Testa tra le nuvole? Dipende dai neuroni del cervello

Uno studio dell’università di Stanford ha scoperto che le nostre impreviste e temporanee distrazioni dipendono dai neuroni del cervello che arrestano la loro attività per qualche secondo per risparmiare energia

A tutti capita ogni tanto di avere la testa tra le nuvole. Cerchiamo di prestare attenzione a qualcosa che stiamo facendo, ad una lezione che con fatica e rassegnazione un professore sta cercando di impartirci, alle parole di un amico e, piano piano, il nostro cervello inizia ad abbandonarci e i pensieri volano via, chissà dove, e ci dimentichiamo per qualche momento di tutto.

Questo accade perché il cervello, anche quando siamo svegli, si “addormenta” per qualche momento andando in stand-by. Uno studio condotto dall’Università di Stanford e pubblicato sulla rivista Science ha rilevato che i neuroni della corteccia celebrare, per risparmiare energia, a turno e nella frazione di pochi secondi, passano da uno stato attivo, “on”, ad uno stato di riposo, “off” per l’appunto.

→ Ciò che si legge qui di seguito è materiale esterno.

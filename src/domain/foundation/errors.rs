//! Error types for the domain layer.

use std::collections::HashMap;
use std::error::Error;
use std::fmt;
use thiserror::Error;

/// Errors that occur during value object construction.
#[derive(Debug, Clone, PartialEq, Eq, Error)]
pub enum ValidationError {
    #[error("Field '{field}' must be between {min} and {max}, got {actual}")]
    OutOfRange {
        field: String,
        min: i32,
        max: i32,
        actual: i32,
    },

    #[error("Field '{field}' has invalid format: {reason}")]
    InvalidFormat { field: String, reason: String },

    #[error("Field '{field}' is outside the supported date range: {value}")]
    DateOutOfRange { field: String, value: String },

    #[error("Period length ({period_length}) must be shorter than cycle length ({cycle_length})")]
    PeriodNotShorterThanCycle {
        period_length: u32,
        cycle_length: u32,
    },
}

impl ValidationError {
    /// Creates an out of range validation error.
    pub fn out_of_range(field: impl Into<String>, min: i32, max: i32, actual: i32) -> Self {
        ValidationError::OutOfRange {
            field: field.into(),
            min,
            max,
            actual,
        }
    }

    /// Creates an invalid format validation error.
    pub fn invalid_format(field: impl Into<String>, reason: impl Into<String>) -> Self {
        ValidationError::InvalidFormat {
            field: field.into(),
            reason: reason.into(),
        }
    }

    /// Creates an error for a date that cannot be represented or accepted.
    pub fn date_out_of_range(field: impl Into<String>, value: impl Into<String>) -> Self {
        ValidationError::DateOutOfRange {
            field: field.into(),
            value: value.into(),
        }
    }

    /// Name of the field the error refers to.
    pub fn field(&self) -> &str {
        match self {
            ValidationError::OutOfRange { field, .. } => field,
            ValidationError::InvalidFormat { field, .. } => field,
            ValidationError::DateOutOfRange { field, .. } => field,
            ValidationError::PeriodNotShorterThanCycle { .. } => "period_length",
        }
    }
}

/// Error codes organized by category.
#[derive(Debug, Clone, Copy, PartialEq, Eq, Hash)]
pub enum ErrorCode {
    // Validation errors
    ValidationFailed,

    // Not found errors
    ProfileNotFound,

    // Infrastructure errors
    StorageError,
    InternalError,
}

impl fmt::Display for ErrorCode {
    fn fmt(&self, f: &mut fmt::Formatter<'_>) -> fmt::Result {
        let s = match self {
            ErrorCode::ValidationFailed => "VALIDATION_FAILED",
            ErrorCode::ProfileNotFound => "PROFILE_NOT_FOUND",
            ErrorCode::StorageError => "STORAGE_ERROR",
            ErrorCode::InternalError => "INTERNAL_ERROR",
        };
        write!(f, "{}", s)
    }
}

/// Standard domain error with code, message, and optional details.
#[derive(Debug, Clone)]
pub struct DomainError {
    pub code: ErrorCode,
    pub message: String,
    pub details: HashMap<String, String>,
}

impl DomainError {
    /// Creates a new domain error.
    pub fn new(code: ErrorCode, message: impl Into<String>) -> Self {
        Self {
            code,
            message: message.into(),
            details: HashMap::new(),
        }
    }

    /// Creates a validation error for a specific field.
    pub fn validation(field: impl Into<String>, message: impl Into<String>) -> Self {
        Self {
            code: ErrorCode::ValidationFailed,
            message: message.into(),
            details: HashMap::new(),
        }
        .with_detail("field", field.into())
    }

    /// Adds a detail to the error.
    pub fn with_detail(mut self, key: impl Into<String>, value: impl Into<String>) -> Self {
        self.details.insert(key.into(), value.into());
        self
    }
}

impl fmt::Display for DomainError {
    fn fmt(&self, f: &mut fmt::Formatter<'_>) -> fmt::Result {
        write!(f, "[{}] {}", self.code, self.message)
    }
}

impl Error for DomainError {}

impl From<ValidationError> for DomainError {
    fn from(err: ValidationError) -> Self {
        DomainError::validation(err.field().to_string(), err.to_string())
    }
}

Questa temporanea e breve inattività dei neuroni avviene per risparmiare energia e, inevitabilmente, genera in tutti noi questi fenomeni di distrazione e disattenzione.

I ricercatori che hanno diffuso questo studio sono riusciti a scoprire tale scoperta studiando e osservando attentamente i comportamenti delle scimmie e analizzando e registrando la loro attività celebrare. Secondo Kwabena Boahen, docente di bioingegneria dell’università di Stanford, durante la fase “on” i neuroni registrano un’attività estremamente attiva e veloce poi, improvvisamente, iniziando a rallentare e ad entrare nella fase “off”. Questo alternarsi di attività e inattività avviene continuamente.

Riportando il discorso su noi esseri umani, nel momento in cui la nostra attenzione viene richiesta per focalizzarsi su un nuovo stimolo proveniente da input esterni, i neuroni del nostro cervello non smettono mai di oscillare in questo “stato di coscienza e incoscienza”, tuttavia rimangono maggiormente nella modalità “on”, permettendo a noi e al nostro cervello di poter assimilare e prestare attenzione a ciò per cui essa viene richiesta. Secondo la dott.ssa Tatiana Engel, co-autrice di questo studio, questa tipologia di attenzione viene identificata come “selettiva” e consiste nell’avere alcune parti del cervello un po’ più sveglie per un po’ più di tempo in quanto focalizzate su input nuovi che provengono dall’esterno.

Secondo i ricercatori dello studio, questi cali di disattenzione servono ai neuroni del cervello per risparmiare energia e, inoltre, per eliminare tutte le “sostanze di scarto” che vengono generate dei neuroni nel momento in cui sono in modalità attiva, dannosi per le cellule stesse.